For a few different AR models we will reproduce the results with linear regression. The mathematical form of an AR model with time lags $k=1, 2, ..., K$:

$$
y_t = \beta_0 + \sum_{k=1}^K \beta_k y_{t-k} +\epsilon_t
$$

## Lag 1 AR model with constant trend

The mathematical specification is:

$$
y_t = \beta_0 + \beta_1 y_{t-1} +\epsilon_t
$$

In [3]:
## Autoreg Model, lag 1 and default of constant trend 
ar1 = AutoReg(fmtr, lags=1).fit()
fit1 = ar1.predict(start=0, end=h2-1, dynamic=False) # ignore NAN values at beginning when lags can't be calculated
fit1 = fit1[1:h2]  # ignore NAN values at beginning when lags can't be calculated

## Reproduce with LinearRegression, with default constant mean (same as const trend)

X = pd.DataFrame({'rs': fmtr})
X['lag1'] = X['rs'].shift(1)
X = X.drop(['rs'], axis=1)
X = X.dropna().to_numpy()

mod = LinearRegression().fit(X, np.delete(fmtr, 0))
fits = mod.predict(X)

We then compare the results up to rounding error.
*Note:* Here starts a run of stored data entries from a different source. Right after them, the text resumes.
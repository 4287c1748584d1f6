//! In-flight task tracking for the task panel.
//!
//! Tasks enter on `task_created` (or when a submission is acknowledged,
//! whichever comes first), move through `processing`, and leave the board a
//! short while after reaching a terminal state.

use std::collections::HashMap;
use std::time::{Duration, Instant};

use dsa_protocol::{TaskInfo, TaskStatus, COMPLETED_TASK_LINGER, FAILED_TASK_LINGER};

/// A task shown in the task panel.
#[derive(Debug, Clone, PartialEq)]
pub struct TrackedTask {
    pub info: TaskInfo,
    /// When the task should disappear from the panel. Set once the task is
    /// terminal.
    pub remove_at: Option<Instant>,
}

impl TrackedTask {
    pub fn is_terminal(&self) -> bool {
        self.info.status.is_terminal()
    }
}

/// Ordered set of tracked tasks plus the request epoch each of our own
/// submissions was issued under.
#[derive(Debug, Clone, Default)]
pub struct TaskBoard {
    tasks: Vec<TrackedTask>,
    submitted_epochs: HashMap<String, u64>,
}

impl TaskBoard {
    pub fn new() -> Self {
        Self::default()
    }

    pub fn tasks(&self) -> &[TrackedTask] {
        &self.tasks
    }

    pub fn len(&self) -> usize {
        self.tasks.len()
    }

    pub fn is_empty(&self) -> bool {
        self.tasks.is_empty()
    }

    pub fn get(&self, task_id: &str) -> Option<&TrackedTask> {
        self.tasks.iter().find(|t| t.info.task_id == task_id)
    }

    fn get_mut(&mut self, task_id: &str) -> Option<&mut TrackedTask> {
        self.tasks.iter_mut().find(|t| t.info.task_id == task_id)
    }

    /// Start tracking `task`. Returns `false` if it is already tracked.
    pub fn insert(&mut self, task: TaskInfo) -> bool {
        if self.get(&task.task_id).is_some() {
            return false;
        }
        self.tasks.push(TrackedTask {
            info: task,
            remove_at: None,
        });
        true
    }

    /// Replace the snapshot of a tracked, non-terminal task.
    ///
    /// Fields the update leaves empty keep their previous value. Returns
    /// `false` for unknown or already-terminal tasks.
    pub fn update(&mut self, task: &TaskInfo) -> bool {
        let Some(tracked) = self.get_mut(&task.task_id) else {
            return false;
        };
        if tracked.is_terminal() {
            return false;
        }
        merge_task(&mut tracked.info, task);
        true
    }

    /// Move a tracked task to a terminal status and schedule its removal.
    /// Returns `false` for unknown or already-terminal tasks.
    pub fn finish(&mut self, task: &TaskInfo, status: TaskStatus, now: Instant) -> bool {
        let Some(tracked) = self.get_mut(&task.task_id) else {
            return false;
        };
        if tracked.is_terminal() {
            return false;
        }
        merge_task(&mut tracked.info, task);
        tracked.info.status = status;
        tracked.remove_at = Some(now + linger_for(status));
        true
    }

    /// Drop terminal tasks whose display time has passed. Returns how many
    /// were removed.
    pub fn prune(&mut self, now: Instant) -> usize {
        let before = self.tasks.len();
        let mut expired = Vec::new();
        self.tasks.retain(|t| match t.remove_at {
            Some(at) if at <= now => {
                expired.push(t.info.task_id.clone());
                false
            }
            _ => true,
        });
        for id in expired {
            self.submitted_epochs.remove(&id);
        }
        before - self.tasks.len()
    }

    /// Remember the request epoch a task was submitted under.
    pub fn record_submission(&mut self, task_id: &str, epoch: u64) {
        self.submitted_epochs.insert(task_id.to_string(), epoch);
    }

    /// Epoch the task was submitted under, if it was submitted by us.
    pub fn submission_epoch(&self, task_id: &str) -> Option<u64> {
        self.submitted_epochs.get(task_id).copied()
    }
}

fn linger_for(status: TaskStatus) -> Duration {
    match status {
        TaskStatus::Failed => FAILED_TASK_LINGER,
        _ => COMPLETED_TASK_LINGER,
    }
}

fn merge_task(current: &mut TaskInfo, update: &TaskInfo) {
    current.status = update.status;
    if update.provider_key().is_some() {
        current.model_name = update.model_name.clone();
    }
    if !update.stock_code.is_empty() {
        current.stock_code = update.stock_code.clone();
    }
    if update.stock_name.is_some() {
        current.stock_name = update.stock_name.clone();
    }
    if update.error.is_some() {
        current.error = update.error.clone();
    }
    if update.progress.is_some() {
        current.progress = update.progress;
    }
    if update.message.is_some() {
        current.message = update.message.clone();
    }
    if update.created_at.is_some() {
        current.created_at = update.created_at.clone();
    }
}
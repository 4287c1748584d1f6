//! Task stream subscriber.
//!
//! Holds a long-lived `GET` on the backend's task event stream, decodes
//! frames into [`TaskEvent`]s and forwards them over an mpsc channel. Lost
//! connections are retried silently with capped exponential backoff; only
//! exhausting the retry budget is reported as [`StreamMessage::GaveUp`].

use std::time::Duration;

use futures_util::StreamExt;
use rand::Rng;
use tokio::sync::mpsc;
use tokio::task::JoinHandle;

use dsa_protocol::{DashboardError, TaskEvent, DEFAULT_BASE_URL, TASK_STREAM_PATH};

use crate::sse::{decode_task_event, SseDecoder};

/// Messages delivered to the stream consumer.
#[derive(Debug, Clone, PartialEq)]
pub enum StreamMessage {
    /// The stream (re)connected.
    Connected,
    /// A task lifecycle event.
    Task(TaskEvent),
    /// The connection dropped; a reconnect is scheduled.
    Disconnected { reason: String, attempt: u32 },
    /// The retry budget is exhausted and the subscriber stopped.
    GaveUp { attempts: u32 },
}

/// Configuration for [`TaskStream`].
#[derive(Debug, Clone)]
pub struct StreamConfig {
    /// Full URL of the event stream endpoint.
    pub url: String,
    pub initial_backoff: Duration,
    pub max_backoff: Duration,
    /// Consecutive failed attempts tolerated before giving up. 0 = never.
    pub max_retries: u32,
}

impl StreamConfig {
    pub fn for_base_url(base_url: &str) -> Self {
        Self {
            url: format!("{}{}", base_url.trim_end_matches('/'), TASK_STREAM_PATH),
            ..Default::default()
        }
    }
}

impl Default for StreamConfig {
    fn default() -> Self {
        Self {
            url: format!("{DEFAULT_BASE_URL}{TASK_STREAM_PATH}"),
            initial_backoff: Duration::from_millis(500),
            max_backoff: Duration::from_secs(15),
            max_retries: 0,
        }
    }
}

/// Delay before reconnect attempt `attempt` (1-based): doubles from
/// `initial`, capped at `max`.
pub fn backoff_delay(attempt: u32, initial: Duration, max: Duration) -> Duration {
    let exponent = attempt.saturating_sub(1).min(16);
    initial.saturating_mul(1u32 << exponent).min(max)
}

/// How a single connection ended.
enum ConnectionEnd {
    /// Nobody is listening any more.
    ReceiverClosed,
    /// The connection failed or dropped.
    Lost { reason: String, was_connected: bool },
}

/// Reconnecting subscriber for the task event stream.
pub struct TaskStream {
    client: reqwest::Client,
    config: StreamConfig,
}

impl TaskStream {
    pub fn new(config: StreamConfig) -> Result<Self, DashboardError> {
        // No overall timeout: the response body is expected to stay open.
        let client = reqwest::Client::builder()
            .connect_timeout(Duration::from_secs(10))
            .build()
            .map_err(|e| DashboardError::Network(format!("failed to create HTTP client: {e}")))?;
        Ok(Self { client, config })
    }

    /// Run the subscriber on a background task.
    pub fn spawn(self, tx: mpsc::Sender<StreamMessage>) -> JoinHandle<()> {
        tokio::spawn(self.run(tx))
    }

    /// Subscribe until the receiver is dropped or retries are exhausted.
    pub async fn run(self, tx: mpsc::Sender<StreamMessage>) {
        let mut attempt: u32 = 0;

        loop {
            match self.connect_once(&tx).await {
                ConnectionEnd::ReceiverClosed => {
                    tracing::debug!("Task stream receiver dropped, stopping subscriber");
                    return;
                }
                ConnectionEnd::Lost { reason, was_connected } => {
                    if was_connected {
                        attempt = 0;
                    }
                    attempt += 1;
                    tracing::warn!(attempt, reason = %reason, "Task stream connection lost, reconnecting");

                    if self.config.max_retries > 0 && attempt > self.config.max_retries {
                        tracing::error!(attempts = attempt, "Task stream retries exhausted");
                        let _ = tx.send(StreamMessage::GaveUp { attempts: attempt }).await;
                        return;
                    }
                    if tx
                        .send(StreamMessage::Disconnected { reason, attempt })
                        .await
                        .is_err()
                    {
                        return;
                    }

                    let delay = self.jittered_delay(attempt);
                    tokio::time::sleep(delay).await;
                }
            }
        }
    }

    fn jittered_delay(&self, attempt: u32) -> Duration {
        let base = backoff_delay(attempt, self.config.initial_backoff, self.config.max_backoff);
        let spread = (base.as_millis() as u64 / 4).max(1);
        let jitter = rand::thread_rng().gen_range(0..=spread);
        base + Duration::from_millis(jitter)
    }

    async fn connect_once(&self, tx: &mpsc::Sender<StreamMessage>) -> ConnectionEnd {
        let lost = |reason: String, was_connected: bool| ConnectionEnd::Lost { reason, was_connected };

        let response = match self
            .client
            .get(&self.config.url)
            .header(reqwest::header::ACCEPT, "text/event-stream")
            .send()
            .await
        {
            Ok(r) => r,
            Err(e) => return lost(e.to_string(), false),
        };

        let status = response.status();
        if !status.is_success() {
            return lost(format!("stream endpoint returned {status}"), false);
        }

        tracing::info!(url = %self.config.url, "Task stream connected");
        if tx.send(StreamMessage::Connected).await.is_err() {
            return ConnectionEnd::ReceiverClosed;
        }

        let mut body = response.bytes_stream();
        let mut decoder = SseDecoder::new();

        while let Some(chunk) = body.next().await {
            let chunk = match chunk {
                Ok(c) => c,
                Err(e) => return lost(e.to_string(), true),
            };

            for frame in decoder.push(&chunk) {
                match decode_task_event(&frame) {
                    Ok(Some(event)) => {
                        tracing::debug!(task_id = %event.task_id(), kind = %event.kind, "Task event received");
                        if tx.send(StreamMessage::Task(event)).await.is_err() {
                            return ConnectionEnd::ReceiverClosed;
                        }
                    }
                    Ok(None) => {}
                    Err(e) => {
                        tracing::warn!(error = %e, event = %frame.event, "Dropping undecodable task event");
                    }
                }
            }
        }

        lost("stream closed by server".to_string(), true)
    }
}

#[cfg(test)]
mod tests {
    use super::*;

    #[test]
    fn backoff_doubles_and_caps() {
        let initial = Duration::from_millis(500);
        let max = Duration::from_secs(15);
        assert_eq!(backoff_delay(1, initial, max), Duration::from_millis(500));
        assert_eq!(backoff_delay(2, initial, max), Duration::from_secs(1));
        assert_eq!(backoff_delay(4, initial, max), Duration::from_secs(4));
        assert_eq!(backoff_delay(10, initial, max), max);
        assert_eq!(backoff_delay(u32::MAX, initial, max), max);
    }

    #[test]
    fn stream_url_from_base() {
        let cfg = StreamConfig::for_base_url("http://example.test:9000/");
        assert_eq!(cfg.url, "http://example.test:9000/api/v1/analysis/tasks/stream");
    }

    #[tokio::test]
    async fn gives_up_after_retry_budget() {
        // Port 9 (discard) is closed on loopback, so every attempt is refused.
        let config = StreamConfig {
            url: "http://127.0.0.1:9/api/v1/analysis/tasks/stream".to_string(),
            initial_backoff: Duration::from_millis(1),
            max_backoff: Duration::from_millis(2),
            max_retries: 2,
        };
        let (tx, mut rx) = mpsc::channel(16);
        TaskStream::new(config).unwrap().spawn(tx);

        let mut disconnects = 0;
        let gave_up = tokio::time::timeout(Duration::from_secs(10), async {
            while let Some(msg) = rx.recv().await {
                match msg {
                    StreamMessage::Disconnected { .. } => disconnects += 1,
                    StreamMessage::GaveUp { attempts } => return Some(attempts),
                    _ => {}
                }
            }
            None
        })
        .await
        .expect("subscriber should give up in time");

        assert_eq!(gave_up, Some(3));
        assert_eq!(disconnects, 2);
    }
}
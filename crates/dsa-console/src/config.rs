//! Dashboard configuration.
//!
//! Loaded from a TOML file, `~/.config/dsa/config.toml` by default. Every
//! section and key is optional; a missing default file yields the built-in
//! defaults, while a missing file named explicitly is an error.

use std::collections::HashMap;
use std::path::{Path, PathBuf};
use std::time::Duration;

use serde::Deserialize;
use thiserror::Error;

use dsa_client::{HttpApiConfig, StreamConfig};
use dsa_protocol::{
    DisplayNames, DEFAULT_BASE_URL, HISTORY_PAGE_SIZE, HISTORY_WINDOW_DAYS,
};
use dsa_state::ReconcilerConfig;

/// Errors raised while loading the configuration.
#[derive(Debug, Error)]
pub enum ConfigError {
    #[error("failed to read config file {path}: {source}")]
    Read {
        path: PathBuf,
        #[source]
        source: std::io::Error,
    },

    #[error("failed to parse config file {path}: {source}")]
    Parse {
        path: PathBuf,
        #[source]
        source: toml::de::Error,
    },

    #[error("invalid configuration: {0}")]
    Invalid(String),
}

#[derive(Debug, Clone, Deserialize, PartialEq)]
#[serde(default)]
pub struct ServerSection {
    pub base_url: String,
    pub request_timeout_secs: u64,
}

impl Default for ServerSection {
    fn default() -> Self {
        Self {
            base_url: DEFAULT_BASE_URL.to_string(),
            request_timeout_secs: 30,
        }
    }
}

#[derive(Debug, Clone, Deserialize, PartialEq)]
#[serde(default)]
pub struct StreamSection {
    pub enabled: bool,
    pub initial_backoff_ms: u64,
    pub max_backoff_ms: u64,
    /// 0 retries forever.
    pub max_retries: u32,
}

impl Default for StreamSection {
    fn default() -> Self {
        Self {
            enabled: true,
            initial_backoff_ms: 500,
            max_backoff_ms: 15_000,
            max_retries: 0,
        }
    }
}

#[derive(Debug, Clone, Deserialize, PartialEq)]
#[serde(default)]
pub struct HistorySection {
    pub page_size: u32,
    pub window_days: i64,
}

impl Default for HistorySection {
    fn default() -> Self {
        Self {
            page_size: HISTORY_PAGE_SIZE,
            window_days: HISTORY_WINDOW_DAYS,
        }
    }
}

/// Top-level configuration file.
#[derive(Debug, Clone, Default, Deserialize, PartialEq)]
#[serde(default)]
pub struct DashboardConfig {
    pub server: ServerSection,
    pub stream: StreamSection,
    pub history: HistorySection,
    /// Provider key to label overrides. Labels reported by the backend
    /// still take precedence.
    pub display_names: HashMap<String, String>,
}

/// `~/.config/dsa/config.toml` on Linux, the platform equivalent elsewhere.
pub fn default_config_path() -> Option<PathBuf> {
    dirs::config_dir().map(|d| d.join("dsa").join("config.toml"))
}

impl DashboardConfig {
    /// Load from `path`, or from [`default_config_path`] when `None`.
    pub fn load(path: Option<&Path>) -> Result<Self, ConfigError> {
        let config = match path {
            Some(path) => Self::from_file(path)?,
            None => match default_config_path() {
                Some(path) if path.exists() => Self::from_file(&path)?,
                _ => {
                    tracing::debug!("No config file found, using defaults");
                    Self::default()
                }
            },
        };
        config.validate()?;
        Ok(config)
    }

    pub fn from_file(path: &Path) -> Result<Self, ConfigError> {
        let content = std::fs::read_to_string(path).map_err(|source| ConfigError::Read {
            path: path.to_path_buf(),
            source,
        })?;
        let config = Self::from_toml(&content).map_err(|source| ConfigError::Parse {
            path: path.to_path_buf(),
            source,
        })?;
        tracing::info!(path = %path.display(), "Loaded configuration");
        Ok(config)
    }

    pub fn from_toml(content: &str) -> Result<Self, toml::de::Error> {
        toml::from_str(content)
    }

    pub fn validate(&self) -> Result<(), ConfigError> {
        let url = self.server.base_url.trim();
        if !(url.starts_with("http://") || url.starts_with("https://")) {
            return Err(ConfigError::Invalid(format!(
                "server.base_url must start with http:// or https://, got {url:?}"
            )));
        }
        if self.server.request_timeout_secs == 0 {
            return Err(ConfigError::Invalid(
                "server.request_timeout_secs must be positive".into(),
            ));
        }
        if !(1..=100).contains(&self.history.page_size) {
            return Err(ConfigError::Invalid(
                "history.page_size must be between 1 and 100".into(),
            ));
        }
        if self.history.window_days <= 0 {
            return Err(ConfigError::Invalid(
                "history.window_days must be positive".into(),
            ));
        }
        if self.stream.initial_backoff_ms == 0
            || self.stream.max_backoff_ms < self.stream.initial_backoff_ms
        {
            return Err(ConfigError::Invalid(
                "stream backoff must satisfy 0 < initial_backoff_ms <= max_backoff_ms".into(),
            ));
        }
        Ok(())
    }

    /// Replace the backend address, e.g. from the command line.
    pub fn with_base_url(mut self, base_url: Option<String>) -> Result<Self, ConfigError> {
        if let Some(url) = base_url {
            self.server.base_url = url;
            self.validate()?;
        }
        Ok(self)
    }

    pub fn base_url(&self) -> &str {
        self.server.base_url.trim().trim_end_matches('/')
    }

    pub fn http_config(&self) -> HttpApiConfig {
        HttpApiConfig {
            base_url: self.base_url().to_string(),
            timeout: Duration::from_secs(self.server.request_timeout_secs),
        }
    }

    pub fn stream_config(&self) -> StreamConfig {
        StreamConfig {
            initial_backoff: Duration::from_millis(self.stream.initial_backoff_ms),
            max_backoff: Duration::from_millis(self.stream.max_backoff_ms),
            max_retries: self.stream.max_retries,
            ..StreamConfig::for_base_url(self.base_url())
        }
    }

    pub fn reconciler_config(&self) -> ReconcilerConfig {
        ReconcilerConfig {
            history_page_size: self.history.page_size,
            history_window_days: self.history.window_days,
        }
    }

    /// Legacy labels overlaid with the configured overrides.
    pub fn display_names(&self) -> DisplayNames {
        let mut names = DisplayNames::with_legacy_defaults();
        names.apply_overrides(&self.display_names);
        names
    }
}
//! Key casing normalization.
//!
//! The backend speaks snake_case; dashboard types decode camelCase. Every
//! payload is rewritten once at the transport boundary.

use serde_json::{Map, Value};

/// Rewrite every `_x` (underscore followed by a lowercase ASCII letter) as
/// `X`. Other underscores are kept.
pub fn snake_to_camel(key: &str) -> String {
    let mut out = String::with_capacity(key.len());
    let mut chars = key.chars().peekable();
    while let Some(c) = chars.next() {
        if c == '_' {
            if let Some(&next) = chars.peek() {
                if next.is_ascii_lowercase() {
                    out.push(next.to_ascii_uppercase());
                    chars.next();
                    continue;
                }
            }
        }
        out.push(c);
    }
    out
}

/// Recursively rewrite every object key of `value` to camelCase.
pub fn normalize_keys(value: Value) -> Value {
    match value {
        Value::Object(map) => Value::Object(
            map.into_iter()
                .map(|(k, v)| (snake_to_camel(&k), normalize_keys(v)))
                .collect::<Map<String, Value>>(),
        ),
        Value::Array(items) => Value::Array(items.into_iter().map(normalize_keys).collect()),
        other => other,
    }
}
//! Stock code validation.
//!
//! Accepted forms:
//! - A-share: six digits, optionally prefixed `SH`, `SZ` or `BJ`
//! - Hong Kong: five digits, optionally prefixed `HK`
//! - US: one to five letters, optionally followed by `.` and a one or two
//!   letter share class (`BRK.B`)

use crate::error::ValidationError;

/// Validate a stock code and return its normalized (trimmed, upper-cased)
/// form.
pub fn validate_stock_code(raw: &str) -> Result<String, ValidationError> {
    let code = raw.trim().to_ascii_uppercase();
    if code.is_empty() {
        return Err(ValidationError::Empty);
    }

    if is_a_share(&code) || is_hong_kong(&code) || is_us_ticker(&code) {
        Ok(code)
    } else {
        Err(ValidationError::Malformed(code))
    }
}

fn all_digits(s: &str, len: usize) -> bool {
    s.len() == len && s.bytes().all(|b| b.is_ascii_digit())
}

fn all_letters(s: &str, min: usize, max: usize) -> bool {
    (min..=max).contains(&s.len()) && s.bytes().all(|b| b.is_ascii_uppercase())
}

fn is_a_share(code: &str) -> bool {
    let digits = ["SH", "SZ", "BJ"]
        .iter()
        .find_map(|p| code.strip_prefix(p))
        .unwrap_or(code);
    all_digits(digits, 6)
}

fn is_hong_kong(code: &str) -> bool {
    all_digits(code.strip_prefix("HK").unwrap_or(code), 5)
}

fn is_us_ticker(code: &str) -> bool {
    match code.split_once('.') {
        Some((symbol, class)) => all_letters(symbol, 1, 5) && all_letters(class, 1, 2),
        None => all_letters(code, 1, 5),
    }
}

#[cfg(test)]
mod tests {
    use super::*;

    #[test]
    fn accepts_market_forms() {
        for code in ["600519", "sh600519", "SZ000001", "00700", "hk00700", "aapl", "BRK.B", "T"] {
            assert!(validate_stock_code(code).is_ok(), "{code} should be valid");
        }
    }

    #[test]
    fn normalizes_case_and_whitespace() {
        assert_eq!(validate_stock_code("  aapl \n").unwrap(), "AAPL");
        assert_eq!(validate_stock_code("sh600519").unwrap(), "SH600519");
    }

    #[test]
    fn rejects_malformed() {
        for code in ["6005190", "AAPLXX", "12AB", "BRK.", "HK0070", "600 519"] {
            assert_eq!(
                validate_stock_code(code),
                Err(ValidationError::Malformed(code.trim().to_ascii_uppercase())),
                "{code} should be rejected"
            );
        }
    }

    #[test]
    fn rejects_empty() {
        assert_eq!(validate_stock_code("   "), Err(ValidationError::Empty));
    }
}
We expect a value close to machine epsilon, or in the $10^{-18}$ range. Additionally, the model parameters should be the same up to rounding error.

In [4]:
## Compare Results up to rounding error
def max_err(x, y):
    return np.max(np.abs(x-y))

print(f'Training Max Difference: {max_err(fits, fit1)}')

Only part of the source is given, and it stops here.